Cette discipline est encore fragile : elle est considérée, par certains, comme accessoire, secondaire… voire un luxe ! Alors que pour moi, c’est une spécialité à part entière qui est aussi essentielle que le reste de la médecine : est-il acceptable d’abandonner ces personnes fragilisées par la maladie, parce que la médecine ne peut pas les guérir ? Ces personnes ont besoin qu’on prenne soin d’elles, qu’on les accompagne… Concernant l’euthanasie, je considère que la position prise par l’Assemblée nationale répond au souhait de la majorité des Français qui ne veulent pas souffrir, qui ne veulent pas d’acharnement thérapeutique, mais qui ne veulent pas non plus qu’on mette fin à leur vie brutalement sans leur demander leur avis.
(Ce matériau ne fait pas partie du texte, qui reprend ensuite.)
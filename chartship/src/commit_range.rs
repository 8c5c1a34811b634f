//! Detection of the commit range under test when running on a CI service.

use std::path::Path;

use log::{debug, warn};
use serde::Deserialize;

const GITHUB_EVENT_PATH: &str = "GITHUB_EVENT_PATH";
const TRAVIS_COMMIT_RANGE: &str = "TRAVIS_COMMIT_RANGE";
const CIRCLE_COMPARE_URL: &str = "CIRCLE_COMPARE_URL";

/// Returns the commit range of the current CI build, or `None` if it can not be determined.
pub fn detect() -> Option<String> {
    let range = std::env::var_os(GITHUB_EVENT_PATH)
        .and_then(|path| from_github_event(Path::new(&path)))
        .or_else(|| non_empty_var(TRAVIS_COMMIT_RANGE))
        .or_else(|| non_empty_var(CIRCLE_COMPARE_URL).and_then(|url| from_compare_url(&url)));
    debug!("detected commit range: {range:?}");
    range
}

fn non_empty_var(key: &str) -> Option<String> {
    std::env::var(key).ok().filter(|value| !value.trim().is_empty())
}

#[derive(Deserialize)]
struct Commit {
    sha: String,
}

#[derive(Deserialize)]
struct PullRequest {
    base: Commit,
    head: Commit,
}

/// The parts of a GitHub Actions `push` or `pull_request` event payload we look at.
#[derive(Deserialize)]
struct GithubEvent {
    pull_request: Option<PullRequest>,
    before: Option<String>,
    after: Option<String>,
}

fn from_github_event(path: &Path) -> Option<String> {
    let event = std::fs::read(path)
        .map_err(crate::error::Error::from)
        .and_then(|bytes| Ok(serde_json::from_slice::<GithubEvent>(&bytes)?))
        .inspect_err(|error| {
            warn!(
                "Unable to read GitHub event from {path}: {error}",
                path = path.display()
            )
        })
        .ok()?;

    let (from, to) = match event {
        GithubEvent {
            pull_request: Some(pull_request),
            ..
        } => (pull_request.base.sha, pull_request.head.sha),
        GithubEvent {
            before: Some(before),
            after: Some(after),
            ..
        } => (before, after),
        _ => return None,
    };

    // A push that creates a branch has no previous commit.
    if is_null_sha(&from) || is_null_sha(&to) {
        return None;
    }
    Some(format!("{from}...{to}"))
}

fn is_null_sha(sha: &str) -> bool {
    sha.is_empty() || sha.bytes().all(|b| b == b'0')
}

/// Extracts `abc...def` from `https://github.com/org/repo/compare/abc...def`.
fn from_compare_url(url: &str) -> Option<String> {
    let last = url.trim_end_matches('/').rsplit('/').next()?;
    last.contains("..").then(|| last.to_owned())
}
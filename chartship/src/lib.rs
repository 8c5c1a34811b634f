pub mod auth;
pub mod change;
pub mod cli;
pub mod commit_range;
pub mod config;
pub mod docker;
pub mod error;
pub mod git;
pub mod helm;
pub mod image;
pub mod image_name;
pub mod pipeline;
pub mod process;

#[cfg(test)]
pub(crate) mod testing;

pub use error::{Error, Result};
use std::{ffi::OsStr, fmt, io, num::NonZeroI32, path::Path, process};

use log::debug;

pub struct Command(process::Command);

impl fmt::Debug for Command {
    fn fmt(&self, f: &mut fmt::Formatter<'_>) -> fmt::Result {
        self.0.fmt(f)
    }
}

impl Command {
    pub fn new<S: AsRef<OsStr>>(program: S) -> Self {
        Self(process::Command::new(program))
    }

    pub fn args<'a, I>(mut self, args: I) -> Self
    where
        I: IntoIterator<Item = &'a OsStr>,
    {
        self.0.args(args);
        self
    }

    /// Sets an environment variable for the child process only.
    pub fn env<K: AsRef<OsStr>, V: AsRef<OsStr>>(mut self, key: K, value: V) -> Self {
        self.0.env(key, value);
        self
    }

    pub fn current_dir<P: AsRef<Path>>(mut self, dir: P) -> Self {
        self.0.current_dir(dir);
        self
    }

    pub fn program(&self) -> String {
        self.0.get_program().to_string_lossy().into_owned()
    }

    pub fn try_status(mut self) -> Result<ExitStatus, Error> {
        if log::log_enabled!(log::Level::Debug) {
            debug!("running `{command:?}`...", command = &self.0);
        }

        match self.0.status() {
            Ok(status) => Ok(ExitStatus {
                command: self,
                status,
            }),
            Err(error) => Err(Error {
                command: self,
                kind: error.into(),
            }),
        }
    }

    pub fn status(self) -> Result<(), Error> {
        self.try_status().and_then(ExitStatus::require_success)
    }

    pub fn try_output(mut self) -> Result<Output, Error> {
        if log::log_enabled!(log::Level::Debug) {
            debug!("capturing `{command:?}`...", command = &self.0);
        }

        match self.0.output() {
            Ok(output) => Ok(Output {
                command: self,
                output,
            }),
            Err(error) => Err(Error {
                command: self,
                kind: error.into(),
            }),
        }
    }

    pub fn output(self) -> Result<Output, Error> {
        self.try_output().and_then(Output::require_success)
    }
}

#[derive(Debug)]
pub struct ExitStatus {
    command: Command,
    status: process::ExitStatus,
}

impl ExitStatus {
    pub fn require_success(self) -> Result<(), Error> {
        let ExitStatus { command, status } = self;
        if status.success() {
            Ok(())
        } else {
            Err(Error {
                command,
                kind: ErrorKind::NonZeroExitStatus(status.code().and_then(NonZeroI32::new)),
            })
        }
    }
}

#[derive(Debug)]
pub struct Output {
    pub command: Command,
    pub output: process::Output,
}

impl Output {
    pub fn require_success(self) -> Result<Output, Error> {
        let Output { command, output } = self;
        if output.status.success() {
            Ok(Output { command, output })
        } else {
            Err(Error {
                command,
                kind: ErrorKind::NonZeroExitStatus(output.status.code().and_then(NonZeroI32::new)),
            })
        }
    }

    /// Turns a failed capture into an error without consuming the captured stderr.
    pub fn into_error(self) -> Error {
        Error {
            kind: ErrorKind::NonZeroExitStatus(self.output.status.code().and_then(NonZeroI32::new)),
            command: self.command,
        }
    }

    pub fn stdout_str(&self) -> Result<&str, std::str::Utf8Error> {
        std::str::from_utf8(&self.output.stdout)
    }

    pub fn stderr_lossy(&self) -> String {
        String::from_utf8_lossy(&self.output.stderr).into_owned()
    }
}

impl std::ops::Deref for Output {
    type Target = process::Output;

    fn deref(&self) -> &Self::Target {
        &self.output
    }
}

#[derive(Debug)]
pub enum ErrorKind {
    NotFound,
    PermissionDenied,
    Io(io::ErrorKind),
    NonZeroExitStatus(Option<NonZeroI32>),
}

impl From<io::Error> for ErrorKind {
    fn from(value: io::Error) -> Self {
        match value.kind() {
            io::ErrorKind::NotFound => ErrorKind::NotFound,
            io::ErrorKind::PermissionDenied => ErrorKind::PermissionDenied,
            kind => ErrorKind::Io(kind),
        }
    }
}

#[derive(Debug)]
pub struct Error {
    pub command: Command,
    pub kind: ErrorKind,
}

impl fmt::Display for Error {
    fn fmt(&self, f: &mut fmt::Formatter<'_>) -> fmt::Result {
        write!(
            f,
            "failed to run `{command:?}`: ",
            command = &self.command.0
        )?;
        match self.kind {
            ErrorKind::NotFound => {
                let program = self.command.program();
                write!(f, "the `{program}` command is required but not available on your system, please install it")
            }
            ErrorKind::PermissionDenied => {
                let program = self.command.program();
                write!(f, "the `{program}` command is available but does not have the right permissions, please make sure the binary is executable")
            }
            ErrorKind::Io(kind) => write!(f, "{kind}"),
            ErrorKind::NonZeroExitStatus(code) => {
                if let Some(code) = code {
                    write!(f, "exited with non-zero exit code `{code}`")
                } else {
                    write!(f, "did not run successfully")
                }
            }
        }
    }
}

impl std::error::Error for Error {}

/// Creates a new [`Command`] and supplies the provided arguments, if any, while calling
/// [`std::convert::AsRef::as_ref`] on each.
macro_rules! command {
    ($program:expr, $($arg:expr),* $(,)?) => {
        $crate::process::args!($crate::process::Command::new($program), $($arg,)*)
    };
}

/// Calls [`Command::args`] on the provided [`Command`] while calling [`std::convert::AsRef::as_ref`]
/// on each argument.
macro_rules! args {
    ($program:expr, $($arg:expr),+ $(,)?) => {
        $program.args([
            $(::std::convert::AsRef::<::std::ffi::OsStr>::as_ref(&$arg),)*
        ])
    }
}

pub(crate) use args;
pub(crate) use command;
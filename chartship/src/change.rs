//! Decides whether an image needs to be rebuilt.

use std::path::{Path, PathBuf};

use log::debug;

use crate::{
    config,
    docker::ImageBackend,
    error::{Error, Result},
    git::Vcs,
    image::Image,
};

/// How rebuilds are triggered for a run. Exactly one mode applies.
#[derive(Debug, Clone, PartialEq, Eq)]
pub enum TriggerMode {
    /// Rebuild images whose build context changed within the commit range.
    CommitRange(String),
    /// Rebuild images whose tag is missing from the upstream registry.
    CheckRegistry,
}

impl TriggerMode {
    /// `commit_range` is either given explicitly or auto-detected; it may be empty when detection
    /// failed.
    pub fn resolve(commit_range: Option<&str>, check_registry: bool) -> Result<Self> {
        if check_registry {
            return Ok(TriggerMode::CheckRegistry);
        }
        match commit_range.map(str::trim) {
            Some(range) if !range.is_empty() => Ok(TriggerMode::CommitRange(range.to_owned())),
            _ => Err(Error::AmbiguousTrigger),
        }
    }
}

/// Files changed within a commit range, collected once per run.
#[derive(Debug, Clone, PartialEq, Eq)]
pub struct ChangeSet {
    range: String,
    files: Vec<PathBuf>,
}

impl ChangeSet {
    pub fn collect(range: &str, vcs: &dyn Vcs) -> Result<Self> {
        if range.trim().is_empty() {
            return Err(Error::InvalidCommitRange(range.to_owned()));
        }
        Ok(Self::new(range, vcs.changed_files(range)?))
    }

    pub fn new(range: &str, files: Vec<PathBuf>) -> Self {
        Self {
            range: range.to_owned(),
            files: files.iter().map(|file| config::normalize(file)).collect(),
        }
    }

    pub fn range(&self) -> &str {
        &self.range
    }

    /// The changed files that lie within `dir`, compared component-wise.
    pub fn touched(&self, dir: &Path) -> Vec<PathBuf> {
        let dir = config::normalize(dir);
        self.files
            .iter()
            .filter(|file| file.starts_with(&dir))
            .cloned()
            .collect()
    }
}

#[derive(Debug, Clone, PartialEq, Eq)]
pub enum Trigger {
    CommitRange(ChangeSet),
    CheckRegistry,
}

#[derive(Debug, Clone, PartialEq, Eq)]
pub enum Evidence {
    CommitRange { range: String, touched: Vec<PathBuf> },
    Registry { image: String, present: bool },
}

#[derive(Debug, Clone, PartialEq, Eq)]
pub struct Decision {
    pub needed: bool,
    pub evidence: Evidence,
}

pub fn needs_building(
    image: &Image,
    trigger: &Trigger,
    registry: &dyn ImageBackend,
) -> Result<Decision> {
    let decision = match trigger {
        Trigger::CommitRange(changes) => {
            let touched = changes.touched(&image.context);
            Decision {
                needed: !touched.is_empty(),
                evidence: Evidence::CommitRange {
                    range: changes.range().to_owned(),
                    touched,
                },
            }
        }
        Trigger::CheckRegistry => {
            let reference = image.reference();
            let present =
                registry
                    .exists_in_registry(&reference)
                    .map_err(|cause| Error::RegistryProbe {
                        image: reference.clone(),
                        cause: Box::new(cause),
                    })?;
            Decision {
                needed: !present,
                evidence: Evidence::Registry {
                    image: reference,
                    present,
                },
            }
        }
    };
    debug!("{image}: {decision:?}", image = image.reference());
    Ok(decision)
}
Pour moi, la très grande majorité des personnes qui demandent l’euthanasie est composée de patients qui, par cette demande, crient leur détresse de ne pas être soulagées, de souffrir et de ne pas être entendues dans leurs souffrances… Quand on les écoute et quand on fait tout pour les soulager, ces personnes ne parlent plus d’euthanasie. Fort de ce constat, il est clair que l’euthanasie est une mauvaise réponse à une vraie demande. Dans ce contexte également se justifie la nécessité de continuer à développer les soins palliatifs et l’accompagnement partout où des personnes devraient pouvoir en bénéficier. La question de l’euthanasie devrait être abordée de façon plus claire et plus transparente, sans ambiguïté.